DATA UNDER STUDY Block Start
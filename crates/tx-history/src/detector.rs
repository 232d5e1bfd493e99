//! Change detector and sequencer.
//!
//! Orders the filtered records newest first and decides whether the result is
//! different enough from what is on screen to be worth publishing.
//!
//! The decision is a shallow heuristic on two counts: the number of visible
//! records and the number of pending ones. A pending transaction confirming
//! while another one becomes pending in the same pass leaves both counts
//! unchanged and is therefore not published until some later pass moves a
//! count.

use std::sync::Arc;

use crate::record::TransactionRecord;

/// The lists currently on screen.
///
/// Lists are shared: an unchanged pass hands back the very same allocations so
/// consumers can skip work with a pointer comparison.
#[derive(Debug, Clone)]
pub struct HistoryView {
    pub visible: Arc<[TransactionRecord]>,
    pub pending: Arc<[TransactionRecord]>,
    /// Whether any pass has completed for this context.
    pub published: bool,
}

impl Default for HistoryView {
    fn default() -> Self {
        Self {
            visible: Arc::from(Vec::new()),
            pending: Arc::from(Vec::new()),
            published: false,
        }
    }
}

impl HistoryView {
    pub fn is_first_pass(&self) -> bool {
        !self.published
    }
}

#[derive(Debug, Clone, Copy, PartialEq, Eq)]
pub enum PassMode {
    /// Publish only when the heuristic detects a change.
    Incremental,
    /// Always publish. Used for the first pass after an account or network
    /// switch.
    Reset,
}

#[derive(Debug, Clone)]
pub struct Normalized {
    pub view: HistoryView,
    pub changed: bool,
    pub should_scroll_top: bool,
}

/// Sort `records` by time, newest first. Records with equal timestamps keep
/// their relative order.
pub fn sort_newest_first(records: &mut [TransactionRecord]) {
    // `sort_by` is stable.
    records.sort_by(|a, b| b.time.cmp(&a.time));
}

pub fn pending_of(visible: &[TransactionRecord]) -> Vec<TransactionRecord> {
    visible
        .iter()
        .filter(|record| record.status.is_pending())
        .cloned()
        .collect()
}

/// Sequence `candidates` and compare them against `previous`.
pub fn normalize(
    mut candidates: Vec<TransactionRecord>,
    previous: &HistoryView,
    mode: PassMode,
) -> Normalized {
    sort_newest_first(&mut candidates);
    let pending = pending_of(&candidates);
    let first_pass = previous.is_first_pass();

    let changed = mode == PassMode::Reset
        || (first_pass && !candidates.is_empty())
        || candidates.len() != previous.visible.len()
        || pending.len() != previous.pending.len();

    if !changed {
        return Normalized {
            view: HistoryView {
                published: true,
                ..previous.clone()
            },
            changed: false,
            should_scroll_top: false,
        };
    }

    // Filling an empty wallet for the first time is not an update worth
    // scrolling for.
    let should_scroll_top = !(first_pass && candidates.is_empty());

    Normalized {
        view: HistoryView {
            visible: Arc::from(candidates),
            pending: Arc::from(pending),
            published: true,
        },
        changed: true,
        should_scroll_top,
    }
}
//! Drives a session over recorded store snapshots.
//!
//! The first snapshot mounts the session. Every later one replaces the feed's
//! transactions and fires a selector change when the account or network
//! differs from the previous snapshot, otherwise a feed change.

use std::sync::Arc;

use serde::{
    Deserialize,
    Serialize,
};

use crate::{
    config::HistoryConfig,
    error::Result,
    filter::Selector,
    network::StaticNetworkRegistry,
    record::RawTransaction,
    scroll::ScrollTarget,
    session::{
        HistorySession,
        InMemoryFeed,
        PassOutcome,
        ViewUpdate,
    },
};

/// One recorded state of the transaction store.
#[derive(Debug, Clone, Deserialize)]
#[serde(rename_all = "camelCase")]
pub struct RecordedSnapshot {
    pub selected_address: String,
    pub network_type: String,
    #[serde(default)]
    pub transactions: Vec<RawTransaction>,
}

impl RecordedSnapshot {
    pub fn selector(&self) -> Selector {
        Selector::new(&self.selected_address, &self.network_type)
    }
}

/// The printed result of one replay step.
#[derive(Debug, Clone, Serialize)]
pub struct ReplayLine {
    pub step: usize,
    pub outcome: &'static str,
    #[serde(skip_serializing_if = "Option::is_none")]
    pub error: Option<String>,
    #[serde(skip_serializing_if = "Option::is_none")]
    pub update: Option<ViewUpdate>,
}

impl ReplayLine {
    fn new(step: usize, outcome: &PassOutcome) -> Self {
        let (label, error) = match outcome {
            PassOutcome::Completed(_) => ("completed", None),
            PassOutcome::Aborted { error, .. } => ("aborted", Some(error.to_string())),
            PassOutcome::Dropped => ("dropped", None),
            PassOutcome::Inactive => ("inactive", None),
        };
        Self {
            step,
            outcome: label,
            error,
            update: outcome.update().cloned(),
        }
    }
}

pub struct Replayer {
    feed: Arc<InMemoryFeed>,
    session: HistorySession,
    step: usize,
}

impl Replayer {
    /// Session over an empty feed selecting `selector`. Networks declared in
    /// `config` extend the built-in registry.
    pub fn new(selector: Selector, config: HistoryConfig) -> Result<Self> {
        let feed = Arc::new(InMemoryFeed::new(selector));
        let registry = Arc::new(StaticNetworkRegistry::from_config(&config));
        let session = HistorySession::builder(feed.clone(), registry)
            .with_config(config)
            .build()?;
        Ok(Self {
            feed,
            session,
            step: 0,
        })
    }

    pub fn set_scroll_target(&self, target: &Arc<dyn ScrollTarget>) {
        self.session.set_scroll_target(target);
    }

    /// Apply the next snapshot and fire the matching trigger.
    pub fn apply(&mut self, snapshot: &RecordedSnapshot) -> ReplayLine {
        self.feed.set_transactions(snapshot.transactions.clone());
        let next = snapshot.selector();
        let prev = self.feed.set_selector(next.clone());

        let outcome = if self.step == 0 {
            self.session.on_mount()
        } else if prev == next {
            self.session.on_feed_changed()
        } else {
            self.session.on_selector_changed(&prev, &next)
        };

        let line = ReplayLine::new(self.step, &outcome);
        self.step += 1;
        line
    }

    pub fn finish(self) {
        self.session.on_teardown();
    }
}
DATA UNDER STUDY Block End
Copy out the data exactly, keeping each line whole.

filename crates/tx-history/src/detector.rs
repository 232d5e1bfd493e99
//! Change detector and sequencer.
//!
//! Orders the filtered records newest first and decides whether the result is
//! different enough from what is on screen to be worth publishing.
//!
//! The decision is a shallow heuristic on two counts: the number of visible
//! records and the number of pending ones. A pending transaction confirming
//! while another one becomes pending in the same pass leaves both counts
//! unchanged and is therefore not published until some later pass moves a
//! count.

use std::sync::Arc;

use crate::record::TransactionRecord;

/// The lists currently on screen.
///
/// Lists are shared: an unchanged pass hands back the very same allocations so
/// consumers can skip work with a pointer comparison.
#[derive(Debug, Clone)]
pub struct HistoryView {
    pub visible: Arc<[TransactionRecord]>,
    pub pending: Arc<[TransactionRecord]>,
    /// Whether any pass has completed for this context.
    pub published: bool,
}

impl Default for HistoryView {
    fn default() -> Self {
        Self {
            visible: Arc::from(Vec::new()),
            pending: Arc::from(Vec::new()),
            published: false,
        }
    }
}

impl HistoryView {
    pub fn is_first_pass(&self) -> bool {
        !self.published
    }
}

#[derive(Debug, Clone, Copy, PartialEq, Eq)]
pub enum PassMode {
    /// Publish only when the heuristic detects a change.
    Incremental,
    /// Always publish. Used for the first pass after an account or network
    /// switch.
    Reset,
}

#[derive(Debug, Clone)]
pub struct Normalized {
    pub view: HistoryView,
    pub changed: bool,
    pub should_scroll_top: bool,
}

/// Sort `records` by time, newest first. Records with equal timestamps keep
/// their relative order.
pub fn sort_newest_first(records: &mut [TransactionRecord]) {
    // `sort_by` is stable.
    records.sort_by(|a, b| b.time.cmp(&a.time));
}

pub fn pending_of(visible: &[TransactionRecord]) -> Vec<TransactionRecord> {
    visible
        .iter()
        .filter(|record| record.status.is_pending())
        .cloned()
        .collect()
}

/// Sequence `candidates` and compare them against `previous`.
pub fn normalize(
    mut candidates: Vec<TransactionRecord>,
    previous: &HistoryView,
    mode: PassMode,
) -> Normalized {
    sort_newest_first(&mut candidates);
    let pending = pending_of(&candidates);
    let first_pass = previous.is_first_pass();

    let changed = mode == PassMode::Reset
        || (first_pass && !candidates.is_empty())
        || candidates.len() != previous.visible.len()
        || pending.len() != previous.pending.len();

    if !changed {
        return Normalized {
            view: HistoryView {
                published: true,
                ..previous.clone()
            },
            changed: false,
            should_scroll_top: false,
        };
    }

    // Filling an empty wallet for the first time is not an update worth
    // scrolling for.
    let should_scroll_top = !(first_pass && candidates.is_empty());

    Normalized {
        view: HistoryView {
            visible: Arc::from(candidates),
            pending: Arc::from(pending),
            published: true,
        },
        changed: true,
        should_scroll_top,
    }
}
//! Drives a session over recorded store snapshots.
//!
//! The first snapshot mounts the session. Every later one replaces the feed's
//! transactions and fires a selector change when the account or network
//! differs from the previous snapshot, otherwise a feed change.

use std::sync::Arc;

use serde::{
    Deserialize,
    Serialize,
};

use crate::{
    config::HistoryConfig,
    error::Result,
    filter::Selector,
    network::StaticNetworkRegistry,
    record::RawTransaction,
    scroll::ScrollTarget,
    session::{
        HistorySession,
        InMemoryFeed,
        PassOutcome,
        ViewUpdate,
    },
};

/// One recorded state of the transaction store.
#[derive(Debug, Clone, Deserialize)]
#[serde(rename_all = "camelCase")]
pub struct RecordedSnapshot {
    pub selected_address: String,
    pub network_type: String,
    #[serde(default)]
    pub transactions: Vec<RawTransaction>,
}

impl RecordedSnapshot {
    pub fn selector(&self) -> Selector {
        Selector::new(&self.selected_address, &self.network_type)
    }
}

/// The printed result of one replay step.
#[derive(Debug, Clone, Serialize)]
pub struct ReplayLine {
    pub step: usize,
    pub outcome: &'static str,
    #[serde(skip_serializing_if = "Option::is_none")]
    pub error: Option<String>,
    #[serde(skip_serializing_if = "Option::is_none")]
    pub update: Option<ViewUpdate>,
}

impl ReplayLine {
    fn new(step: usize, outcome: &PassOutcome) -> Self {
        let (label, error) = match outcome {
            PassOutcome::Completed(_) => ("completed", None),
            PassOutcome::Aborted { error, .. } => ("aborted", Some(error.to_string())),
            PassOutcome::Dropped => ("dropped", None),
            PassOutcome::Inactive => ("inactive", None),
        };
        Self {
            step,
            outcome: label,
            error,
            update: outcome.update().cloned(),
        }
    }
}

pub struct Replayer {
    feed: Arc<InMemoryFeed>,
    session: HistorySession,
    step: usize,
}

impl Replayer {
    /// Session over an empty feed selecting `selector`. Networks declared in
    /// `config` extend the built-in registry.
    pub fn new(selector: Selector, config: HistoryConfig) -> Result<Self> {
        let feed = Arc::new(InMemoryFeed::new(selector));
        let registry = Arc::new(StaticNetworkRegistry::from_config(&config));
        let session = HistorySession::builder(feed.clone(), registry)
            .with_config(config)
            .build()?;
        Ok(Self {
            feed,
            session,
            step: 0,
        })
    }

    pub fn set_scroll_target(&self, target: &Arc<dyn ScrollTarget>) {
        self.session.set_scroll_target(target);
    }

    /// Apply the next snapshot and fire the matching trigger.
    pub fn apply(&mut self, snapshot: &RecordedSnapshot) -> ReplayLine {
        self.feed.set_transactions(snapshot.transactions.clone());
        let next = snapshot.selector();
        let prev = self.feed.set_selector(next.clone());

        let outcome = if self.step == 0 {
            self.session.on_mount()
        } else if prev == next {
            self.session.on_feed_changed()
        } else {
            self.session.on_selector_changed(&prev, &next)
        };

        let line = ReplayLine::new(self.step, &outcome);
        self.step += 1;
        line
    }

    pub fn finish(self) {
        self.session.on_teardown();
    }
}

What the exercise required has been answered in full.